TASK GOAL — Every entry must be duplicated word for word.

DATA UNDER STUDY —

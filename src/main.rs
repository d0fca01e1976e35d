//! Main entry point for the ledger-settlement service
//!
//! Usage: `ledger-settlement [config.json]`

use anyhow::{Context, Result};
use ledger_settlement::catalog::{CatalogService, HttpMetadataSource};
use ledger_settlement::clock::{Clock, SystemClock};
use ledger_settlement::config::ServiceConfig;
use ledger_settlement::ledger::{Ledger, RpcLedger};
use ledger_settlement::settlement::{SqliteStore, TransactionTracker};
use ledger_settlement::worker::SettlementWorker;
use std::sync::Arc;
use std::time::Duration;
use tracing::{error, info};

#[tokio::main]
async fn main() -> Result<()> {
    let config = match std::env::args().nth(1) {
        Some(path) => ServiceConfig::from_file(&path)?,
        None => {
            let config = ServiceConfig::default();
            config.validate()?;
            config
        }
    };

    // Initialize logging
    tracing_subscriber::fmt()
        .with_max_level(config.tracing_level()?)
        .init();

    info!("Starting ledger-settlement for program {}", config.program_id);

    let clock: Arc<dyn Clock> = Arc::new(SystemClock);
    let ledger: Arc<dyn Ledger> = Arc::new(RpcLedger::new(&config.rpc)?);
    let store = SqliteStore::connect(&config.database_url)
        .await
        .context("Failed to open settlement store")?;
    let metadata_source = Arc::new(HttpMetadataSource::new(Duration::from_secs(
        config.batch.request_timeout_seconds,
    ))?);

    let catalog = Arc::new(CatalogService::from_config(
        &config,
        Arc::clone(&ledger),
        metadata_source,
        Arc::clone(&clock),
    )?);
    let tracker = Arc::new(
        TransactionTracker::new(ledger, store.clone(), store, clock)
            .with_default_required_confirmations(config.tracker.default_required_confirmations),
    );

    let worker = SettlementWorker::from_config(&config.tracker, tracker, catalog);
    worker
        .run(async {
            if let Err(e) = tokio::signal::ctrl_c().await {
                error!("Failed to listen for shutdown signal: {}", e);
            }
        })
        .await;

    info!("ledger-settlement shut down cleanly.");
    Ok(())
}
//! Typed records reconstructed from marketplace program accounts.

use crate::types::Pubkey;
use serde::{Deserialize, Serialize};

pub const DISCRIMINATOR_LEN: usize = 8;

pub const MAX_NAME_LEN: usize = 100;
pub const MAX_SYMBOL_LEN: usize = 20;
pub const MAX_URI_LEN: usize = 500;

/// 8-byte schema tags, one per record kind.
///
/// Defaults are the Anchor account discriminators: the first eight bytes of
/// `sha256("account:<Name>")`.
#[derive(Debug, Clone, Copy, PartialEq, Eq, Serialize, Deserialize)]
pub struct Discriminators {
    pub collection: [u8; DISCRIMINATOR_LEN],
    pub item_type: [u8; DISCRIMINATOR_LEN],
    pub marketplace: [u8; DISCRIMINATOR_LEN],
}

impl Default for Discriminators {
    fn default() -> Self {
        Self {
            collection: [48, 160, 232, 205, 191, 207, 26, 141],
            item_type: [237, 251, 151, 69, 132, 117, 191, 44],
            marketplace: [70, 222, 41, 62, 78, 3, 32, 174],
        }
    }
}

#[derive(Debug, Clone, PartialEq, Eq, Serialize, Deserialize)]
pub struct CollectionRecord {
    pub admin: Pubkey,
    pub name: String,
    pub symbol: String,
    pub uri: String,
    pub royalty_bps: u16,
    pub mint: Pubkey,
    pub is_active: bool,
    pub bump: u8,
    /// Account the record was read from
    pub address: Pubkey,
}

#[derive(Debug, Clone, PartialEq, Eq, Serialize, Deserialize)]
pub struct ItemTypeRecord {
    pub collection_address: Pubkey,
    pub name: String,
    pub uri: String,
    /// Price in the smallest currency unit
    pub price: u64,
    pub max_supply: u64,
    pub current_supply: u64,
    pub staking_amount: Option<u64>,
    pub bump: u8,
    pub address: Pubkey,
}

#[derive(Debug, Clone, PartialEq, Eq, Serialize, Deserialize)]
pub struct MarketplaceRecord {
    pub admin: Pubkey,
    pub fee_bps: u16,
    pub total_collections: u64,
    pub bump: u8,
    pub address: Pubkey,
}

/// Printable ASCII is 0x20..=0x7E.
pub fn is_printable_ascii(value: &str) -> bool {
    value.bytes().all(|b| (0x20..=0x7e).contains(&b))
}
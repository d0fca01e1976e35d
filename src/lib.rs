//! ledger-settlement - marketplace account decoding and transaction settlement
//!
//! This crate decodes the marketplace program's raw accounts into typed
//! records behind TTL caches, tracks submitted transactions until they are
//! confirmed or failed, and evaluates the task conditions that depend on them.

pub mod types;
pub mod clock;
pub mod config;
pub mod decoder;
pub mod ledger;
pub mod catalog;
pub mod settlement;
pub mod conditions;
pub mod worker;

// Re-export main types for convenience
pub use types::{LedgerTxDetail, Pubkey, RawAccount, TokenBalance};
pub use config::{ServiceConfig, ServiceConfigBuilder};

YOUR RESPONSE —
filename src/main.rs
repository d0fca01e1976e35d
//! Main entry point for the ledger-settlement service
//!
//! Usage: `ledger-settlement [config.json]`

use anyhow::{Context, Result};
use ledger_settlement::catalog::{CatalogService, HttpMetadataSource};
use ledger_settlement::clock::{Clock, SystemClock};
use ledger_settlement::config::ServiceConfig;
use ledger_settlement::ledger::{Ledger, RpcLedger};
use ledger_settlement::settlement::{SqliteStore, TransactionTracker};
use ledger_settlement::worker::SettlementWorker;
use std::sync::Arc;
use std::time::Duration;
use tracing::{error, info};

#[tokio::main]
async fn main() -> Result<()> {
    let config = match std::env::args().nth(1) {
        Some(path) => ServiceConfig::from_file(&path)?,
        None => {
            let config = ServiceConfig::default();
            config.validate()?;
            config
        }
    };

    // Initialize logging
    tracing_subscriber::fmt()
        .with_max_level(config.tracing_level()?)
        .init();

    info!("Starting ledger-settlement for program {}", config.program_id);

    let clock: Arc<dyn Clock> = Arc::new(SystemClock);
    let ledger: Arc<dyn Ledger> = Arc::new(RpcLedger::new(&config.rpc)?);
    let store = SqliteStore::connect(&config.database_url)
        .await
        .context("Failed to open settlement store")?;
    let metadata_source = Arc::new(HttpMetadataSource::new(Duration::from_secs(
        config.batch.request_timeout_seconds,
    ))?);

    let catalog = Arc::new(CatalogService::from_config(
        &config,
        Arc::clone(&ledger),
        metadata_source,
        Arc::clone(&clock),
    )?);
    let tracker = Arc::new(
        TransactionTracker::new(ledger, store.clone(), store, clock)
            .with_default_required_confirmations(config.tracker.default_required_confirmations),
    );

    let worker = SettlementWorker::from_config(&config.tracker, tracker, catalog);
    worker
        .run(async {
            if let Err(e) = tokio::signal::ctrl_c().await {
                error!("Failed to listen for shutdown signal: {}", e);
            }
        })
        .await;

    info!("ledger-settlement shut down cleanly.");
    Ok(())
}
//! Typed records reconstructed from marketplace program accounts.

use crate::types::Pubkey;
use serde::{Deserialize, Serialize};

pub const DISCRIMINATOR_LEN: usize = 8;

pub const MAX_NAME_LEN: usize = 100;
pub const MAX_SYMBOL_LEN: usize = 20;
pub const MAX_URI_LEN: usize = 500;

/// 8-byte schema tags, one per record kind.
///
/// Defaults are the Anchor account discriminators: the first eight bytes of
/// `sha256("account:<Name>")`.
#[derive(Debug, Clone, Copy, PartialEq, Eq, Serialize, Deserialize)]
pub struct Discriminators {
    pub collection: [u8; DISCRIMINATOR_LEN],
    pub item_type: [u8; DISCRIMINATOR_LEN],
    pub marketplace: [u8; DISCRIMINATOR_LEN],
}

impl Default for Discriminators {
    fn default() -> Self {
        Self {
            collection: [48, 160, 232, 205, 191, 207, 26, 141],
            item_type: [237, 251, 151, 69, 132, 117, 191, 44],
            marketplace: [70, 222, 41, 62, 78, 3, 32, 174],
        }
    }
}

#[derive(Debug, Clone, PartialEq, Eq, Serialize, Deserialize)]
pub struct CollectionRecord {
    pub admin: Pubkey,
    pub name: String,
    pub symbol: String,
    pub uri: String,
    pub royalty_bps: u16,
    pub mint: Pubkey,
    pub is_active: bool,
    pub bump: u8,
    /// Account the record was read from
    pub address: Pubkey,
}

#[derive(Debug, Clone, PartialEq, Eq, Serialize, Deserialize)]
pub struct ItemTypeRecord {
    pub collection_address: Pubkey,
    pub name: String,
    pub uri: String,
    /// Price in the smallest currency unit
    pub price: u64,
    pub max_supply: u64,
    pub current_supply: u64,
    pub staking_amount: Option<u64>,
    pub bump: u8,
    pub address: Pubkey,
}

#[derive(Debug, Clone, PartialEq, Eq, Serialize, Deserialize)]
pub struct MarketplaceRecord {
    pub admin: Pubkey,
    pub fee_bps: u16,
    pub total_collections: u64,
    pub bump: u8,
    pub address: Pubkey,
}

/// Printable ASCII is 0x20..=0x7E.
pub fn is_printable_ascii(value: &str) -> bool {
    value.bytes().all(|b| (0x20..=0x7e).contains(&b))
}
repository d0fca01e1976e35d
filename src/lib.rs
//! ledger-settlement - marketplace account decoding and transaction settlement
//!
//! This crate decodes the marketplace program's raw accounts into typed
//! records behind TTL caches, tracks submitted transactions until they are
//! confirmed or failed, and evaluates the task conditions that depend on them.

pub mod types;
pub mod clock;
pub mod config;
pub mod decoder;
pub mod ledger;
pub mod catalog;
pub mod settlement;
pub mod conditions;
pub mod worker;

// Re-export main types for convenience
pub use types::{LedgerTxDetail, Pubkey, RawAccount, TokenBalance};
pub use config::{ServiceConfig, ServiceConfigBuilder};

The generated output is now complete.